What to produce:
If a line comes after the one containing "grid, ignition geometry", leave it out; copy every line before it, and that line too, exactly as written, starting from the first line of the entries.

Data for review:
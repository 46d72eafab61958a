//! Declarative run-input parsing.
//!
//! A run directory carries three text inputs: `QU_simparams.inp` (the
//! air-flow grid), `QUIC_fire.inp` (times, fire grid, ignition geometry
//! and output flags) and `QU_metparams.inp` (the wind-sensor file name).
//! The format is line-oriented: each meaningful line holds one numeric
//! value followed by a free-text comment, and block layout is fixed, so
//! parsing walks the lines in order and plucks the leading numeric
//! tokens. Unparseable tokens within a line are ignored; a line with no
//! parseable token where one is required is a fatal config error.

use std::fs::File;
use std::io::{BufRead, BufReader, Lines};
use std::path::{Path, PathBuf};

use serde::{Deserialize, Serialize};
use tracing::debug;

use crate::error::{PostError, Result};
use crate::grid::{FireGrid, GridShape, TimeBase};
use crate::ignition::{read_point_file, IgnitionSpec};
use crate::wind::WindSample;

/// Line-oriented numeric token scanner over one input file.
struct InputLines {
    lines: Lines<BufReader<File>>,
    path: PathBuf,
    line_no: usize,
}

impl InputLines {
    fn open(path: &Path) -> Result<Self> {
        let file = File::open(path).map_err(|e| PostError::io(path, e))?;
        Ok(Self {
            lines: BufReader::new(file).lines(),
            path: path.to_path_buf(),
            line_no: 0,
        })
    }

    fn raw_line(&mut self) -> Result<String> {
        self.line_no += 1;
        match self.lines.next() {
            Some(line) => line.map_err(|e| PostError::io(&self.path, e)),
            None => Err(PostError::config(
                &self.path,
                format!("unexpected end of file at line {}", self.line_no),
            )),
        }
    }

    fn skip_lines(&mut self, n: usize) -> Result<()> {
        for _ in 0..n {
            self.raw_line()?;
        }
        Ok(())
    }

    /// First integer-parseable token on the next line.
    fn next_int(&mut self) -> Result<i64> {
        let line = self.raw_line()?;
        line.split_whitespace()
            .find_map(|t| t.parse::<i64>().ok())
            .ok_or_else(|| {
                PostError::config(
                    &self.path,
                    format!("line {}: expected an integer, got {line:?}", self.line_no),
                )
            })
    }

    fn next_unsigned(&mut self) -> Result<u32> {
        let value = self.next_int()?;
        u32::try_from(value).map_err(|_| {
            PostError::config(
                &self.path,
                format!("line {}: expected a non-negative value, got {value}", self.line_no),
            )
        })
    }

    /// First float-parseable token on the next line.
    fn next_float(&mut self) -> Result<f32> {
        let line = self.raw_line()?;
        line.split_whitespace()
            .find_map(|t| t.parse::<f32>().ok())
            .ok_or_else(|| {
                PostError::config(
                    &self.path,
                    format!("line {}: expected a number, got {line:?}", self.line_no),
                )
            })
    }

    /// First three float-parseable tokens on the next line.
    fn next_floats3(&mut self) -> Result<[f32; 3]> {
        let line = self.raw_line()?;
        let mut out = [0.0_f32; 3];
        let mut found = 0;
        for t in line.split_whitespace() {
            if let Ok(v) = t.parse::<f32>() {
                out[found] = v;
                found += 1;
                if found == 3 {
                    return Ok(out);
                }
            }
        }
        Err(PostError::config(
            &self.path,
            format!(
                "line {}: expected three numbers, found {found} in {line:?}",
                self.line_no
            ),
        ))
    }

    fn next_bool_flag(&mut self) -> Result<bool> {
        Ok(self.next_int()? == 1)
    }
}

/// Air-flow model parameters from `QU_simparams.inp`.
#[derive(Debug, Clone)]
pub struct SimParams {
    /// Air-flow grid geometry
    pub grid: FireGrid,
    /// Number of wind-sensor observations the run was driven with
    pub num_wind_inputs: usize,
}

/// Parse `QU_simparams.inp` under `root`.
pub fn read_sim_params(root: &Path) -> Result<SimParams> {
    let path = root.join("QU_simparams.inp");
    let mut input = InputLines::open(&path)?;

    input.skip_lines(1)?; // file header
    let nx = input.next_unsigned()? as usize;
    let ny = input.next_unsigned()? as usize;
    let nz = input.next_unsigned()? as usize;
    let dx = input.next_float()?;
    let dy = input.next_float()?;

    // 0 selects a uniform vertical spacing; anything else a per-layer
    // profile behind three descriptive lines.
    let dz = if input.next_int()? == 0 {
        vec![input.next_float()?; nz]
    } else {
        input.skip_lines(3)?;
        let mut profile = Vec::with_capacity(nz);
        for _ in 0..nz {
            profile.push(input.next_float()?);
        }
        profile
    };
    let num_wind_inputs = input.next_unsigned()? as usize;

    let grid = FireGrid::new(GridShape { nx, ny, nz }, dx, dy, dz);
    debug!(nx, ny, nz, "parsed air-flow grid");
    Ok(SimParams {
        grid,
        num_wind_inputs,
    })
}

/// Which output variables the run was configured to write.
#[derive(Debug, Clone, Copy, Default, Serialize, Deserialize)]
pub struct OutputFlags {
    pub firebrands: bool,
    pub energy_to_atmosphere: bool,
    pub reaction_rate: bool,
    pub fuel_density: bool,
    pub fire_winds: bool,
    pub qu_winds_instant: bool,
    pub qu_winds_averaged: bool,
    pub moisture: bool,
    pub percent_mass_burnt: bool,
    pub emissions: bool,
    pub thermal_radiation: bool,
}

/// Everything `QUIC_fire.inp` declares about a run.
#[derive(Debug, Clone)]
pub struct FireInputs {
    /// Fire-model grid geometry (a refinement of the air-flow grid)
    pub grid: FireGrid,
    /// Fire-variable print time base
    pub fire_times: TimeBase,
    /// Air-flow-variable print time base
    pub qu_times: TimeBase,
    /// Coarser base for time-averaged fire variables
    pub fire_times_averaged: TimeBase,
    /// Coarser base for time-averaged air-flow variables
    pub qu_times_averaged: TimeBase,
    /// Directory the model wrote its binary outputs to
    pub output_dir: PathBuf,
    pub ignition: IgnitionSpec,
    pub flags: OutputFlags,
}

/// Parse `QUIC_fire.inp` under `root` against the air-flow grid.
///
/// A run whose fire stage is disabled carries no fire grid, ignition or
/// output block, leaving nothing to post-process; that is a config
/// error here rather than a silently empty result.
pub fn read_fire_inputs(root: &Path, qu: &SimParams) -> Result<FireInputs> {
    let path = root.join("QUIC_fire.inp");
    let mut input = InputLines::open(&path)?;

    // --- times block
    let fire_enabled = input.next_bool_flag()?;
    if !fire_enabled {
        return Err(PostError::config(&path, "fire stage is disabled in this run"));
    }
    input.skip_lines(3)?;
    let sim_time = input.next_unsigned()?;
    let fire_dt = input.next_unsigned()?;
    let qu_dt = input.next_unsigned()? * fire_dt;
    let fire_dt_print = input.next_unsigned()? * fire_dt;
    let qu_dt_print = input.next_unsigned()? * qu_dt;
    let fire_dt_print_ave = input.next_unsigned()? * fire_dt;
    let qu_dt_print_ave = input.next_unsigned()? * qu_dt;
    if fire_dt == 0
        || qu_dt == 0
        || fire_dt_print == 0
        || qu_dt_print == 0
        || fire_dt_print_ave == 0
        || qu_dt_print_ave == 0
    {
        return Err(PostError::config(&path, "time step or print interval is zero"));
    }

    // --- fire grid block
    input.skip_lines(1)?;
    let nz = input.next_unsigned()? as usize;
    let ratio_x = input.next_unsigned()? as usize;
    let ratio_y = input.next_unsigned()? as usize;
    if ratio_x == 0 || ratio_y == 0 {
        return Err(PostError::config(&path, "fire grid refinement ratio is zero"));
    }
    let shape = GridShape {
        nx: qu.grid.shape.nx * ratio_x,
        ny: qu.grid.shape.ny * ratio_y,
        nz,
    };
    let dx = qu.grid.dx / ratio_x as f32;
    let dy = qu.grid.dy / ratio_y as f32;
    let dz = if input.next_int()? == 0 {
        vec![input.next_float()?; nz]
    } else {
        let mut profile = Vec::with_capacity(nz);
        for _ in 0..nz {
            profile.push(input.next_float()?);
        }
        profile
    };
    let grid = FireGrid::new(shape, dx, dy, dz);

    // --- output path block
    input.skip_lines(1)?;
    let raw_path = input.raw_line()?;
    let output_dir = root.join(raw_path.trim().trim_matches('"'));

    // --- fuel block: flags select how many detail lines follow
    input.skip_lines(3)?;
    let density_from_file = input.next_bool_flag()?;
    if density_from_file {
        input.skip_lines(1)?;
    }
    if input.next_bool_flag()? {
        input.skip_lines(1)?; // moisture detail
    }
    if density_from_file {
        input.skip_lines(2)?; // fuel height detail
    }

    // --- ignition block
    input.skip_lines(1)?;
    let ignition = read_ignition_geometry(&mut input, root, &path)?;

    // --- output-flag block
    input.skip_lines(1)?;
    let firebrands = input.next_bool_flag()?;
    input.skip_lines(1)?;
    let flags = OutputFlags {
        firebrands,
        energy_to_atmosphere: input.next_bool_flag()?,
        reaction_rate: input.next_bool_flag()?,
        fuel_density: input.next_bool_flag()?,
        fire_winds: input.next_bool_flag()?,
        qu_winds_instant: input.next_bool_flag()?,
        qu_winds_averaged: {
            let v = input.next_bool_flag()?;
            input.skip_lines(1)?;
            v
        },
        moisture: input.next_bool_flag()?,
        percent_mass_burnt: {
            let v = input.next_bool_flag()?;
            input.skip_lines(1)?;
            v
        },
        emissions: input.next_bool_flag()?,
        thermal_radiation: input.next_bool_flag()?,
    };

    debug!(
        sim_time,
        fire_dt_print,
        nx = shape.nx,
        ny = shape.ny,
        nz = shape.nz,
        "parsed fire inputs"
    );
    Ok(FireInputs {
        grid,
        fire_times: TimeBase::new(sim_time, fire_dt_print),
        qu_times: TimeBase::new(sim_time, qu_dt_print),
        fire_times_averaged: TimeBase::new(sim_time, fire_dt_print_ave),
        qu_times_averaged: TimeBase::new(sim_time, qu_dt_print_ave),
        output_dir,
        ignition,
        flags,
    })
}

/// Decode one ignition geometry selection.
///
/// Flags 1-3 carry their parameters inline, one value per line, plus one
/// trailing detail line. Flags 4 and 5 point at the explicit point files
/// and carry nothing inline. Flag 6 selects the binary cell list.
fn read_ignition_geometry(
    input: &mut InputLines,
    root: &Path,
    path: &Path,
) -> Result<IgnitionSpec> {
    let flag = input.next_int()?;
    let spec = match flag {
        1 => {
            let spec = IgnitionSpec::Line {
                x0: input.next_float()?,
                y0: input.next_float()?,
                len_x: input.next_float()?,
                len_y: input.next_float()?,
            };
            input.skip_lines(1)?;
            spec
        }
        2 => {
            let spec = IgnitionSpec::SquareRing {
                x0: input.next_float()?,
                y0: input.next_float()?,
                len_x: input.next_float()?,
                len_y: input.next_float()?,
                width_x: input.next_float()?,
                width_y: input.next_float()?,
            };
            input.skip_lines(1)?;
            spec
        }
        3 => {
            let spec = IgnitionSpec::Circle {
                x0: input.next_float()?,
                y0: input.next_float()?,
                diameter: input.next_float()?,
                ring_width: input.next_float()?,
            };
            input.skip_lines(1)?;
            spec
        }
        4 | 5 => {
            let file = if flag == 4 {
                "QF_Ignitions.inp"
            } else {
                "QF_IgnitionPattern.inp"
            };
            let (points, scale) = read_point_file(&root.join(file))?;
            IgnitionSpec::ExplicitPoints { points, scale }
        }
        6 => {
            let spec = IgnitionSpec::SparseCellFile {
                path: root.join("ignite_selected.dat"),
            };
            input.skip_lines(1)?;
            spec
        }
        other => {
            return Err(PostError::config(
                path,
                format!("unsupported ignition flag {other}"),
            ))
        }
    };
    Ok(spec)
}

/// Wind-sensor file name from `QU_metparams.inp` (six header lines, then
/// the name terminated by an inline comment).
pub fn read_sensor_name(root: &Path) -> Result<String> {
    let path = root.join("QU_metparams.inp");
    let mut input = InputLines::open(&path)?;
    input.skip_lines(6)?;
    let line = input.raw_line()?;
    let name = line.split('!').next().unwrap_or("").trim();
    if name.is_empty() {
        return Err(PostError::config(&path, "sensor file name is empty"));
    }
    Ok(name.to_string())
}

/// Read the run's wind observations from its sensor file.
///
/// Each observation spans six lines: the timestamp, four descriptive
/// lines, then a data row whose second and third numeric fields are the
/// speed and bearing.
pub fn read_wind_samples(root: &Path, num_inputs: usize) -> Result<Vec<WindSample>> {
    let sensor_name = read_sensor_name(root)?;
    let path = root.join(&sensor_name);
    let mut input = InputLines::open(&path)?;
    input.skip_lines(6)?;

    let mut samples = Vec::with_capacity(num_inputs);
    for _ in 0..num_inputs {
        let time = input.next_unsigned()?;
        input.skip_lines(4)?;
        let row = input.next_floats3()?;
        samples.push(WindSample {
            time,
            speed: row[1],
            direction: row[2],
        });
    }
    Ok(samples)
}

/// Which optional post-processing products to compute.
///
/// Every product is an explicit opt-in; nothing is silently skipped or
/// implicitly enabled by the presence of files on disk.
#[derive(Debug, Clone, Copy, Serialize, Deserialize)]
pub struct PipelineOptions {
    /// Derive the rate-of-spread and burned-area series.
    pub compute_spread: bool,
    /// Aggregate per-second surface energy into a peak-power field.
    pub aggregate_max_power: bool,
    /// Keep only the ground layer of decoded fuel snapshots.
    pub surface_only: bool,
}

impl Default for PipelineOptions {
    fn default() -> Self {
        Self {
            compute_spread: true,
            aggregate_max_power: false,
            surface_only: true,
        }
    }
}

Response:
repository 46d72eafab61958a
//! Declarative run-input parsing.
//!
//! A run directory carries three text inputs: `QU_simparams.inp` (the
//! air-flow grid), `QUIC_fire.inp` (times, fire grid, ignition geometry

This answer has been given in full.